The all-important factor of photography is the quality of your light. In our Glorious Past we have experimented with every kind of artificial lighting: floor lamps, construction lamps, ceiling lights, spotlights, flashlights, fairy lights… only to find out that nothing beats the use of ordinary daylight. Thus, on a cloudless morning in July we rolled our precious tower out of the SAB (Scenery Assembly Building) and started to press the shutter release.
"Whatever the setting," says Alex, "it comes down to the same thing: in miniature everything is magnified, so we are always dealing with very subtle variations - the tiniest turn of a light will make the difference between something too bright or too dark. So we have forests of stands holding little bits of cardboard and endless pieces of netting supported by wires: anything to reflect light in or deflect light out".
Alex Funke, in Sibley's 'The Making of the Movie Trilogy', page 65.
Compared with the well-equipped Kiwi studios our range of lighting-regulators was somewhat limited. We had a single mobile floor lamp for special effects; apart from an 'on/off' switch it was supplied with a directional headlight which was badly suffering from metal fatigue. As for the sun: with daylight coming in from above, the incidence of light on the twin horns made them virtually blend with the backdrop. Therefore we cunningly used a beach parasol to block the light - which made the whole of Mordor plunge into darkness as well…
By dragging the hardware from one position to the next we amused ourselves for two days, shooting a handful of pictures at a time and studying the results at the computer screen before returning to the set for another go. And all the time there was more of the tower under the sun than in the frame…

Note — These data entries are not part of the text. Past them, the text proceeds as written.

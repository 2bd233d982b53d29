// SPDX-License-Identifier: BUSL-1.1
// Copyright (c) 2026 Alfred Jean LLC

//! Schemaless JSON-shaped mappings and the normative merge semantics.
//!
//! Payloads, shared context, and agent memory are all opaque
//! string-to-JSON mappings. The core never introspects their structure;
//! the only operation it defines over them is [`shallow_merge`].

/// Mapping from string keys to arbitrary JSON values.
pub type JsonMap = serde_json::Map<String, serde_json::Value>;

/// Shallow merge: for each key in `patch`, replace the value at that key.
///
/// Keys absent from the patch are preserved. Nested mappings are
/// overwritten as atomic values, never merged recursively. Agents that
/// need a deep merge must express it as a whole-subtree replacement.
pub fn shallow_merge(target: &mut JsonMap, patch: JsonMap) {
    for (key, value) in patch {
        target.insert(key, value);
    }
}

#[cfg(test)]
#[path = "json_tests.rs"]
mod tests;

Our camera isn't state of the art, nor is the editing software that we use. But we have learned a trick or two to manipulate the atmosphere of our pictures. Basically, it's a Stone Age version of what is called 'digital grading' by the Visual Effects wizards of Weta: the modification of the original quality and colour range of a shot. It's an ultra-secret LSB-procedure but in essence it comes down to the next five operations:
1) Suck away a lot of the blue and some of the red to get rid of all cheerfulness;
2) add a little more green for a spooky aura;
3) bring down the 'brightness'-slide to increase the amount of gloom & doom;
4) bring up the 'contrast'-slide to get a harsher lighting;
5) bring down the 'Saturation'-slide for an ashen, metallic look.
Of course, all the sliding needs to be done with caution and discretion. But with luck you catch the dreadful mood that weights down heavily upon the Land of Shadow:
'The light was no more than that of dusk at a dark day's end.
The vast vapours that arose in Mordor and went streaming westward
passed low overhead, a great welter of cloud and smoke
now lit again beneath with a sullen glow of red'.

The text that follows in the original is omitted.